What Nobody Tells You About Owning a Yoga Studio
This is my life's work and I mean that without reservation. Seven years of devotion to this place is also what gives me the standing to be honest about the parts that have been genuinely hard.
People ask me fairly often what it is like to run a yoga studio, and the honest answer is that it is one of the most rewarding things I have ever done and also one of the most humbling. When I imagined studio ownership before I did it, I pictured the community, the classes, the conversations that happen when people practice together over years.
But I want to be transparent that what I did not picture was the sheer volume of invisible work that exists underneath all of that, and I definitely did not picture what I eventually learned about a certain subset of the yoga teaching world. I know I’m not alone in this because I’ve read my fair share of articles from Yoga Journal on this exact phenomenon.
The invisible labor is the thing that surprises almost every studio owner I have talked to, regardless of how prepared they thought they were going in. There is the scheduling, the payroll, the maintenance requests, the email threads that never seem to fully resolve, the social media that requires constant tending, the ordering of supplies, the conversations with landlords, the accounting, the insurance renewals, the teacher coordination, and the thousand small decisions that have to be made every week just to keep the doors open and the experience good for the people who walk through them. None of this appears in the romanticized version of what a yoga studio is. All of it is real and most of it is invisible to everyone except the person doing it.

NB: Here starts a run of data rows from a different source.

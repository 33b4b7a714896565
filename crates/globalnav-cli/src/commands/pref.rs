//! Preference command handlers

use anyhow::{Context, Result};

use globalnav_core::Store;

use crate::output::Output;

/// List all preferences
pub fn list(store: &Store, output: &Output) -> Result<()> {
    output.print_preferences(store.get_preferences());
    Ok(())
}

/// Set a preference value
pub async fn set(store: &mut Store, key: &str, value: &str, output: &Output) -> Result<()> {
    store
        .update_preference_value(key, value)
        .await
        .context("Failed to update preference")?;

    output.success(&format!("Preferences updated: {} = {}", key, value));
    Ok(())
}
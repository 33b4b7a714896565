//! Unified storage interface
//!
//! The `Store` owns the navigation document and coordinates:
//! - the in-memory collections (links, preferences)
//! - JSON persistence (explicit, awaited flush)
//! - the match resolver and preference projection
//!
//! ## Read-after-write
//!
//! Mutations apply in memory first, so any reader invoked afterwards
//! observes the new state even before the flush completes. Durability is
//! the awaited flush; a mutating operation only returns `Ok` once the
//! document has been written. A flush failure leaves the in-memory state
//! ahead of disk and is always surfaced to the caller.
//!
//! ## Usage
//!
//! ```ignore
//! let mut store = Store::open().await?;  // Creates or loads existing
//!
//! store.replace_links(links).await?;
//!
//! let current = store.resolve_current_link(Some(referrer));
//! ```

use std::collections::HashMap;

use anyhow::{Context, Result};
use tracing::{debug, info};

use crate::config::Config;
use crate::document::NavDocument;
use crate::models::{Link, Preference};
use crate::resolver;
use crate::storage::{preferences_map, JsonPersistence};

/// Unified storage interface for the navigation bar
///
/// Owns the document for its whole process lifecycle; pass the store
/// explicitly to every component that needs the collections.
pub struct Store {
    /// The navigation document
    doc: NavDocument,
    /// JSON persistence handler
    persistence: JsonPersistence,
    /// Configuration
    config: Config,
}

impl Store {
    /// Open the store, creating a new document if none exists
    ///
    /// On first run:
    /// - Creates an empty document and saves it to disk
    /// - Seeds the default preference set and flushes it
    ///
    /// On subsequent runs:
    /// - Loads the existing document; seeding is skipped as soon as the
    ///   preferences collection is non-empty
    pub async fn open() -> Result<Self> {
        let config = Config::load().context("Failed to load configuration")?;
        Self::open_with_config(config).await
    }

    /// Open the store with a specific configuration
    pub async fn open_with_config(config: Config) -> Result<Self> {
        let persistence = JsonPersistence::new(config.clone());

        let doc = persistence
            .load_or_create()
            .await
            .context("Failed to load or create navigation document")?;

        let mut store = Self {
            doc,
            persistence,
            config,
        };
        store.bootstrap().await?;
        Ok(store)
    }

    /// One-shot default seeding, guarded by the emptiness predicate
    ///
    /// A one-time bootstrap, not a reconciliation: once the collection is
    /// non-empty it is never re-seeded, even if seeded keys were later
    /// removed or the default set grows in a future version.
    async fn bootstrap(&mut self) -> Result<()> {
        if self.doc.preferences_is_empty() {
            debug!("empty preferences collection, seeding defaults");
            self.doc.push_preferences(Preference::defaults());
            self.flush()
                .await
                .context("Failed to flush seeded preferences")?;
        } else {
            debug!("preferences already seeded, leaving the collection as is");
        }
        Ok(())
    }

    /// Get the configuration
    pub fn config(&self) -> &Config {
        &self.config
    }

    /// Check if this is a new store (no links configured yet)
    pub fn is_new(&self) -> bool {
        self.doc.links_is_empty()
    }

    // ==================== Link Operations ====================

    /// Get all links, in collection order
    pub fn get_links(&self) -> &[Link] {
        self.doc.links()
    }

    /// Get count of links
    pub fn link_count(&self) -> usize {
        self.doc.link_count()
    }

    /// Replace the whole links collection: clear, push, flush
    pub async fn replace_links(&mut self, links: Vec<Link>) -> Result<()> {
        info!(count = links.len(), "replacing navigation links");
        self.doc.replace_links(links);
        self.flush().await.context("Failed to save updated links")
    }

    /// Resolve which link the visitor came from, for highlighting
    ///
    /// Operates on the live collection; see `resolver` for the matching
    /// rules.
    pub fn resolve_current_link(&self, referrer: Option<&str>) -> Option<&Link> {
        resolver::resolve_current_link(self.doc.links(), referrer)
    }

    // ==================== Preference Operations ====================

    /// Get all preferences, in collection order
    pub fn get_preferences(&self) -> &[Preference] {
        self.doc.preferences()
    }

    /// Get count of preferences
    pub fn preference_count(&self) -> usize {
        self.doc.preference_count()
    }

    /// Get the first preference with the given key
    pub fn find_preference(&self, key: &str) -> Option<&Preference> {
        self.doc.find_preference(key)
    }

    /// Get the flat key-to-value mapping used by the render path
    pub fn get_preferences_map(&self) -> HashMap<String, String> {
        preferences_map(self.doc.preferences())
    }

    /// Update a preference's value and flush
    ///
    /// An unknown key fails before any mutation; nothing is flushed.
    pub async fn update_preference_value(&mut self, key: &str, value: &str) -> Result<()> {
        debug!(key, "updating preference value");
        self.doc.set_preference_value(key, value)?;
        self.flush()
            .await
            .with_context(|| format!("Failed to save preference '{}'", key))
    }

    // ==================== Persistence ====================

    /// Write the full in-memory document to disk
    ///
    /// Awaited by every mutating operation before it reports success.
    pub async fn flush(&mut self) -> Result<()> {
        self.persistence
            .save(&self.doc)
            .await
            .context("Failed to flush navigation document")
    }
}
//! JSON document persistence
//!
//! Handles saving and loading the navigation document to/from the
//! filesystem. Uses atomic writes (write to temp file, sync, then rename)
//! to prevent corruption.
//!
//! Storage location: `<data_dir>/db.json` (configurable via `Config`).
//!
//! The flush is asynchronous and must be awaited before a mutating
//! operation reports success; between a mutation and a completed flush
//! the in-memory document runs ahead of the file.

use std::path::Path;

use tokio::fs::{self, File};
use tokio::io::AsyncWriteExt;

use crate::config::Config;
use crate::document::NavDocument;
use crate::storage::error::{StorageError, StorageResult};

/// Persistence layer for the navigation document
///
/// Provides atomic file operations for saving/loading the JSON document.
pub struct JsonPersistence {
    config: Config,
}

impl JsonPersistence {
    /// Create a new persistence handler with the given configuration
    pub fn new(config: Config) -> Self {
        Self { config }
    }

    /// Get the configuration
    pub fn config(&self) -> &Config {
        &self.config
    }

    /// Check if a document exists on disk
    pub fn exists(&self) -> bool {
        self.config.db_path().exists()
    }

    /// Save the document to disk using an atomic write
    ///
    /// The whole document is serialized on every save: persistence is
    /// document-granular, never collection-granular.
    pub async fn save(&self, doc: &NavDocument) -> StorageResult<()> {
        let bytes = serde_json::to_vec_pretty(doc).map_err(StorageError::Serialize)?;
        atomic_write(&self.config.db_path(), &bytes).await
    }

    /// Load the document from disk
    ///
    /// Returns `None` if the document file doesn't exist.
    /// Returns an error if the file exists but can't be read or parsed.
    pub async fn load(&self) -> StorageResult<Option<NavDocument>> {
        let path = self.config.db_path();

        if !path.exists() {
            return Ok(None);
        }

        let bytes = fs::read(&path).await.map_err(|e| StorageError::ReadError {
            path: path.clone(),
            source: e,
        })?;

        let doc = serde_json::from_slice(&bytes).map_err(|e| StorageError::InvalidFormat {
            path: path.clone(),
            details: e.to_string(),
        })?;

        Ok(Some(doc))
    }

    /// Load the existing document or create an empty one
    ///
    /// If a document exists on disk, it is loaded and returned.
    /// Otherwise, an empty document is created, saved, and returned.
    pub async fn load_or_create(&self) -> StorageResult<NavDocument> {
        if let Some(doc) = self.load().await? {
            return Ok(doc);
        }

        let doc = NavDocument::new();
        self.save(&doc).await?;
        Ok(doc)
    }
}

/// Write data to a file atomically
///
/// 1. Write to a temporary file in the same directory
/// 2. Sync the file to disk
/// 3. Rename the temp file to the target path
///
/// This ensures the target file is never left in a partially-written state.
async fn atomic_write(path: &Path, data: &[u8]) -> StorageResult<()> {
    // Ensure parent directory exists
    if let Some(parent) = path.parent() {
        fs::create_dir_all(parent)
            .await
            .map_err(|e| StorageError::CreateDirectory {
                path: parent.to_path_buf(),
                source: e,
            })?;
    }

    // Create temp file in the same directory (for atomic rename)
    let temp_path = path.with_extension("tmp");

    let mut file = File::create(&temp_path)
        .await
        .map_err(|e| StorageError::from_io(e, temp_path.clone()))?;

    file.write_all(data)
        .await
        .map_err(|e| StorageError::from_io(e, temp_path.clone()))?;

    // Sync to disk before rename
    file.sync_all()
        .await
        .map_err(|e| StorageError::from_io(e, temp_path.clone()))?;

    fs::rename(&temp_path, path)
        .await
        .map_err(|e| StorageError::AtomicWriteFailed {
            from: temp_path,
            to: path.to_path_buf(),
            source: e,
        })?;

    Ok(())
}

#[cfg(test)]
mod tests {
    use super::*;
    use crate::models::{Link, Preference};
    use tempfile::TempDir;

    fn test_config(temp_dir: &TempDir) -> Config {
        Config {
            data_dir: temp_dir.path().to_path_buf(),
            site_url: None,
        }
    }

    #[tokio::test]
    async fn test_save_and_load() {
        let temp_dir = TempDir::new().unwrap();
        let persistence = JsonPersistence::new(test_config(&temp_dir));

        // Initially no document
        assert!(!persistence.exists());
        assert!(persistence.load().await.unwrap().is_none());

        // Create and save a document
        let mut doc = NavDocument::new();
        doc.replace_links(vec![Link::new("1", "Home", "https://a.com/")]);
        doc.push_preferences(Preference::defaults());

        persistence.save(&doc).await.unwrap();
        assert!(persistence.exists());

        // Load and verify
        let loaded = persistence.load().await.unwrap().unwrap();
        assert_eq!(loaded, doc);
    }

    #[tokio::test]
    async fn test_load_or_create_new() {
        let temp_dir = TempDir::new().unwrap();
        let persistence = JsonPersistence::new(test_config(&temp_dir));

        let doc = persistence.load_or_create().await.unwrap();
        assert!(persistence.exists());
        assert!(doc.links_is_empty());
        assert!(doc.preferences_is_empty());
    }

    #[tokio::test]
    async fn test_load_or_create_existing() {
        let temp_dir = TempDir::new().unwrap();
        let persistence = JsonPersistence::new(test_config(&temp_dir));

        let mut doc = NavDocument::new();
        doc.replace_links(vec![Link::new("1", "Home", "https://a.com/")]);
        persistence.save(&doc).await.unwrap();

        // load_or_create should return the existing document
        let loaded = persistence.load_or_create().await.unwrap();
        assert_eq!(loaded.link_count(), 1);
    }

    #[tokio::test]
    async fn test_load_rejects_invalid_json() {
        let temp_dir = TempDir::new().unwrap();
        let config = test_config(&temp_dir);
        std::fs::write(config.db_path(), b"{not json").unwrap();

        let persistence = JsonPersistence::new(config);
        let err = persistence.load().await.unwrap_err();
        assert!(matches!(err, StorageError::InvalidFormat { .. }));
    }

    #[tokio::test]
    async fn test_saved_document_uses_stable_layout() {
        let temp_dir = TempDir::new().unwrap();
        let config = test_config(&temp_dir);
        let persistence = JsonPersistence::new(config.clone());

        let mut doc = NavDocument::new();
        doc.replace_links(vec![Link::new("1", "Home", "https://a.com/")]);
        persistence.save(&doc).await.unwrap();

        let raw = std::fs::read_to_string(config.db_path()).unwrap();
        assert!(raw.contains("\"GlobalNavLinks\""));
        assert!(raw.contains("\"GlobalNavPrefs\""));

        // No stray temp file left behind
        assert!(!config.db_path().with_extension("tmp").exists());
    }

    #[tokio::test]
    async fn test_atomic_write_creates_parent_dirs() {
        let temp_dir = TempDir::new().unwrap();
        let nested_path = temp_dir.path().join("a").join("b").join("db.json");

        atomic_write(&nested_path, b"{}").await.unwrap();

        assert!(nested_path.exists());
        let content = std::fs::read_to_string(&nested_path).unwrap();
        assert_eq!(content, "{}");
    }

    #[tokio::test]
    async fn test_multiple_saves_overwrite() {
        let temp_dir = TempDir::new().unwrap();
        let persistence = JsonPersistence::new(test_config(&temp_dir));

        let mut doc = persistence.load_or_create().await.unwrap();
        doc.replace_links(vec![Link::new("1", "Home", "https://a.com/")]);
        persistence.save(&doc).await.unwrap();

        doc.replace_links(vec![]);
        persistence.save(&doc).await.unwrap();

        let loaded = persistence.load().await.unwrap().unwrap();
        assert!(loaded.links_is_empty());
    }
}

I do not say this to complain. I say it because I wish someone had said it to me, and because the gap between the fantasy and the reality of studio ownership is wide enough that it catches a lot of people off guard in ways that affect their health, their relationships, and their ability to sustain the thing they worked so hard to build. The work is worth it 100%. It is also substantially more work than it looks like from the outside.
The other surprise, the one I find harder to talk about but think is important to name, is what I learned about yoga teachers. Not all of them, and not even most of them. But enough of them that I was genuinely shaken by it in the early years of owning Emerald.
I came into this work with the assumption that people who had devoted themselves to yoga, who had completed teacher trainings and built practices and stood in front of rooms full of students, would be operating from the same set of values that the practice describes. The yamas and niyamas, the ethical framework at the foundation of Patanjali's eight-limbed path, include principles like ahimsa (non-harming), satya (truthfulness), asteya (non-stealing), and brahmacharya (the right use of energy). These are not obscure or advanced teachings. They are introduced in the first weeks of any serious teacher training.
What I encountered instead, with a frequency that genuinely surprised me, was teachers who stole money or products from us, who showed up unprepared or not at all, who were less than honest about their intentions, and who marketed their own businesses using relationships and visibility built on studio time and studio community, in some cases continuing to do so after they left, taking client information from our software with them. Some of it was petty. Some of it caused real damage. All of it was a collision between what the practice says and what certain people who teach it actually do.
The harder part was deciding how to carry it. When a teacher left under difficult circumstances, students would ask where they had gone and we would give a vague answer, because getting into the details felt like a violation of something we were trying to uphold. Those same students would often say they really liked that person, not knowing what had happened behind the scenes. Staying quiet was the right choice and also a strange one, because it meant absorbing the damage without the relief of naming it.
I want to be careful here because the yoga teaching community also contains some of the most genuinely ethical, generous, and skilled people I have ever met. The teachers who show up, who care deeply about their students, who hold the practice with integrity and bring that integrity into every interaction: they are real and they are not rare and those are some of the people who you’ve seen at Emerald for years and years. The studio exists because of them and I am grateful for them in ways I probably do not say often enough.
But there is a version of the yoga world that uses the language and aesthetics of the practice as a kind of social currency without doing the actual work that the philosophy describes. The eight limbs of yoga are not a branding framework. They are a way of living that requires ongoing, honest self-examination and a genuine commitment to causing less harm. A teacher training certificate does not confer that. Years of practice do not automatically produce it either. It has to be chosen, repeatedly, in situations where choosing it costs something.
What I know now that I did not know when I started is that the practice is harder than the poses, and that the people who understand this are usually the ones who make good teachers and good colleagues. They are also, in my experience, the ones who do not need much managing. They show up, they do the work, they treat the community with care, and they operate from a baseline of honesty that makes everything else easier.
The community that has grown around this studio is the thing I am most grateful for, without qualification. The people who come to class week after week, who have supported each other through difficult years, who have become genuinely important to one another: that is what I hoped for when I started and it turned out to be even better than I imagined. That part of the dream was accurate.
The rest of it, the labor and the hard lessons about who people actually are when things get complicated, has made me a more realistic and I think a better studio owner.
And still after nine years of teaching, on any given morning when the room fills up and the practice begins, none of that is what I am thinking about. The community is what I am thinking about. It always has been and I am grateful for the soul changing work this studio has given me.